Melany Perez
There’s just something about football in the South. August nights when an entire community braves hundred-degree twilights to rally around their team. Scorched air exaggerating the pink of the setting sun like a magnifying glass setting a field on fire. Suspense and humidity mingling in the air while an entire stadium holds its breath, eyes on a Hail Mary pass.
That intoxicating feeling of exploding out of silence once the receiver throws the ball down in the end zone is one that I practically have bottled and saved on a shelf. I was a cheerleader in high school, in Texas no less, and as such a part of me will always belong to those Friday nights spent jumping and screaming on the red rubber track.
So it came as a surprise when I went almost the entirety of the fall season without attending a Yale football game. It is, if no one else, the stereotypical Texas cheerleader that one would expect to see at the Yale Bowl every autumn Saturday decked out in blue and white. Yet, for whatever reason, I just can’t bring myself to show up for the Bulldogs in the same way that I used to for my high school team.
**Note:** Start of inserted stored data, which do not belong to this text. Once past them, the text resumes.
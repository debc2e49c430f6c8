use thiserror::Error;

use super::consumer::ConsumerError;

/// A consumer call that did not complete during dispatch.
#[derive(Debug, Error)]
pub enum ConsumerInvocationError {
    /// The consumer returned an error.
    #[error("consumer '{consumer}' failed: {source}")]
    Failed {
        consumer: String,
        source: ConsumerError,
    },
    /// The consumer panicked; this is a bug in the consumer, not a data issue.
    #[error("consumer '{consumer}' panicked: {message}")]
    Panicked { consumer: String, message: String },
}

impl ConsumerInvocationError {
    pub fn consumer(&self) -> &str {
        match self {
            Self::Failed { consumer, .. } | Self::Panicked { consumer, .. } => consumer,
        }
    }
}

/// A consumer factory could not build its consumer.
#[derive(Debug, Error)]
pub enum ConsumerBuildError {
    #[error("invalid options: {0}")]
    Options(#[from] toml::de::Error),
    #[error("I/O error: {0}")]
    Io(#[from] std::io::Error),
}

/// A configured consumer could not be turned into a live handle.
#[derive(Debug, Error)]
pub enum ConsumerResolutionError {
    #[error("unknown consumer kind '{kind}' (known: {known})")]
    UnknownKind { kind: String, known: String },
    #[error("cannot build consumer '{name}' of kind '{kind}': {source}")]
    Build {
        name: String,
        kind: String,
        source: ConsumerBuildError,
    },
}
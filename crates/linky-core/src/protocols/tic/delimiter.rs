use super::layout;

/// Bytes found between two terminators, owned until decoded.
#[derive(Debug, Clone, PartialEq, Eq)]
pub struct RawFrame {
    /// Frames emitted since the last reset; frame 0 usually starts mid-stream.
    pub sequence: u64,
    pub bytes: Vec<u8>,
}

impl RawFrame {
    pub fn new(sequence: u64, bytes: Vec<u8>) -> Self {
        Self { sequence, bytes }
    }

    /// The first frame after connecting rarely starts on a frame boundary.
    pub fn is_first(&self) -> bool {
        self.sequence == 0
    }
}

/// Splits an unbounded byte stream on the TIC terminator.
///
/// Chunk boundaries are irrelevant: a terminator split across two `feed`
/// calls is still recognized.
///
/// # Examples
/// ```
/// use linky_core::FrameDelimiter;
///
/// let mut delimiter = FrameDelimiter::new();
/// let mut frames = Vec::new();
/// for byte in b"A\x03\x02B\x03\x02" {
///     frames.extend(delimiter.feed(&[*byte]).map(|frame| frame.bytes));
/// }
/// assert_eq!(frames, vec![b"A".to_vec(), b"B".to_vec()]);
/// ```
#[derive(Debug, Default)]
pub struct FrameDelimiter {
    buffer: Vec<u8>,
    // Buffer prefix already known not to contain a terminator start.
    scanned: usize,
    next_sequence: u64,
    discarded_bytes: u64,
}

impl FrameDelimiter {
    pub fn new() -> Self {
        Self::default()
    }

    /// Buffer `bytes` and lazily yield every frame they complete.
    pub fn feed(&mut self, bytes: &[u8]) -> Frames<'_> {
        self.buffer.extend_from_slice(bytes);
        Frames { delimiter: self }
    }

    /// Forget buffered bytes and restart sequence numbering.
    ///
    /// `discarded_bytes` keeps counting across resets.
    pub fn reset(&mut self) {
        self.buffer.clear();
        self.scanned = 0;
        self.next_sequence = 0;
    }

    pub fn buffered_len(&self) -> usize {
        self.buffer.len()
    }

    /// Bytes dropped because no terminator arrived within `MAX_FRAME_LEN`.
    pub fn discarded_bytes(&self) -> u64 {
        self.discarded_bytes
    }

    fn next_frame(&mut self) -> Option<RawFrame> {
        match self.find_terminator() {
            Some(position) => {
                let bytes: Vec<u8> = self.buffer.drain(..position).collect();
                self.buffer.drain(..layout::TERMINATOR.len());
                self.scanned = 0;
                let sequence = self.next_sequence;
                self.next_sequence += 1;
                Some(RawFrame::new(sequence, bytes))
            }
            None => {
                self.scanned = self.buffer.len().saturating_sub(layout::TERMINATOR.len() - 1);
                if self.buffer.len() > layout::MAX_FRAME_LEN {
                    self.discarded_bytes += self.buffer.len() as u64;
                    self.buffer.clear();
                    self.scanned = 0;
                }
                None
            }
        }
    }

    fn find_terminator(&self) -> Option<usize> {
        self.buffer
            .get(self.scanned..)?
            .windows(layout::TERMINATOR.len())
            .position(|window| window == layout::TERMINATOR)
            .map(|offset| self.scanned + offset)
    }
}

/// Lazy iterator over the frames completed by one `feed` call.
pub struct Frames<'a> {
    delimiter: &'a mut FrameDelimiter,
}

impl Iterator for Frames<'_> {
    type Item = RawFrame;

    fn next(&mut self) -> Option<RawFrame> {
        self.delimiter.next_frame()
    }
}
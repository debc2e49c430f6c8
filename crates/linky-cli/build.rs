use std::env;
use std::process::Command;

use time::OffsetDateTime;
use time::format_description::well_known::Rfc3339;

fn main() {
    println!("cargo:rerun-if-changed=build.rs");
    println!("cargo:rerun-if-env-changed=GITHUB_SHA");

    let commit_full = env::var("GITHUB_SHA").ok().filter(|v| !v.is_empty());
    let commit_full = commit_full.or_else(|| run_git(&["rev-parse", "HEAD"]));
    let commit = commit_full
        .as_deref()
        .map(shorten_commit)
        .unwrap_or_else(|| "unknown".to_string());

    // Outside a git checkout, fall back to the build time.
    let build_date = run_git(&["log", "-1", "--format=%cI"])
        .or_else(|| OffsetDateTime::now_utc().format(&Rfc3339).ok())
        .unwrap_or_else(|| "unknown".to_string());

    println!("cargo:rustc-env=LINKY_BUILD_COMMIT={}", commit);
    println!("cargo:rustc-env=LINKY_BUILD_DATE={}", build_date);
}

fn run_git(args: &[&str]) -> Option<String> {
    let output = Command::new("git").args(args).output().ok()?;
    if !output.status.success() {
        return None;
    }
    let value = String::from_utf8_lossy(&output.stdout).trim().to_string();
    if value.is_empty() { None } else { Some(value) }
}

fn shorten_commit(full: &str) -> String {
    full.chars().take(7).collect()
}
//! Fan-out of decoded frames to consumers.
//!
//! The dispatcher owns an immutable consumer list and hands each consumer its
//! own copy of the measurements. A failing or panicking consumer is reported
//! and skipped; it never affects its siblings or the reader.

mod consumer;
mod dispatcher;
mod error;
mod registry;

pub use consumer::{Consumer, ConsumerError};
pub use dispatcher::{DispatchReport, Dispatcher};
pub use error::{ConsumerBuildError, ConsumerInvocationError, ConsumerResolutionError};
pub use registry::{ConsumerFactory, ConsumerRegistry};
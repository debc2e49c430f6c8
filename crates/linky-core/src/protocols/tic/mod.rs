//! Linky TIC (télé-information client) decoding, historic mode.
//!
//! A frame is the text between two `ETX STX` terminators. Each line holds a
//! label, a value and a one-character checksum computed over
//! `label SP value`. Decoding stops at the first bad line and keeps what
//! was decoded before it.
//!
//! Constants live in `layout`, text conventions in `reader`, the integrity
//! check in `checksum`, and domain decoding in `parser`. Nothing here logs
//! or performs I/O.

pub mod checksum;
pub mod delimiter;
pub mod error;
pub mod layout;
pub mod parser;
pub mod reader;

pub use checksum::{compute_checksum, validate_checksum};
pub use delimiter::{FrameDelimiter, Frames, RawFrame};
pub use error::TicError;
pub use parser::{decode_frame, decode_line};
pub use reader::{DecodedLine, split_line};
A characteristically introspective Yale kid, I’ve been racking my brain trying to figure out why this is the case. And it occurred to me that maybe before I identify some kind of deficiency in Yale football, I owe it to this school to be a little more honest with myself about my own history with football and cheer. I wasn’t placed on the Southern conveyor belt that turns little girls into uniformed gymnasts with teased hair and red lipstick — actually, I wasn’t even raised watching football at all. The reason I tried out for the cheer team in ninth grade was that I liked to dance, and it seemed like a good way to meet people at my new school. In fact, it wasn’t until my junior year that I began to pay attention to the football aspect of Friday Night Lights. I had virtually no understanding of how the game worked, and even now I only cautiously throw around seemingly knowledgeable terms like touchback, two-point conversion and running offense. (Okay, maybe those aren’t actually knowledgeable terms, but let me have my small victories.)
Coming to college, it’s easy to caricaturize elements of your past to the extent that they can ground you in your present. This is a particularly easy thing to do being from a state like Texas — I’d imagine that for non-natives the name itself conjures images of cowboys and mutton-busting and the faint smell of barbecue sauce. So perhaps when I express shock at my lack of attendance at the Yale Bowl stadium, what I’m really feeling is a tad unsettled at the fact that my pre-Yale background can’t account for 100 percent of my current self. After all, it’s a quick fix for homesickness to align your own identity with that of the place that you come from.
That’s particularly applicable when you consider that football in the South is an entity centered around youth and grit in a way that it never could be in the North. At the point when northern cities were founding professional teams, the South was behind in industrialization and economically crippled by Reconstruction. So, in the absence of expensive professional franchises, Southern fanatics put all they had into college football. As such, the narrative of football in the South is one that follows a plucky freshman who has been giving the game their all for 18 years in order to have a shot to play for UT or Alabama — not a millionaire quarterback who sells his soul to the team with the highest offer.
These characteristics — hard work, passion, loyalty — are some that anyone would want to stake their claim to, and so I’ve jumped on my status as a Texan in Yankee territory, using football as an attribute of my past. As opposed to Northern professional franchises, Southern obsession with college football borders on worship. It’s religious. It’s a rite of passage that filters down from adults who recount the story of how they beat their rival in high school 40 years ago and now teach their kindergarteners how to tackle. That kind of ridiculous allegiance is a stark contrast to the quiet professionalism and respectability that I’ve seen at most Yale sporting events.
So maybe what I’m tapping into isn’t so much nostalgia for Texas or Friday Night Lights. Maybe there’s just something about being 16 and cheering for your high school team, existing as a cliché and being more than okay with it.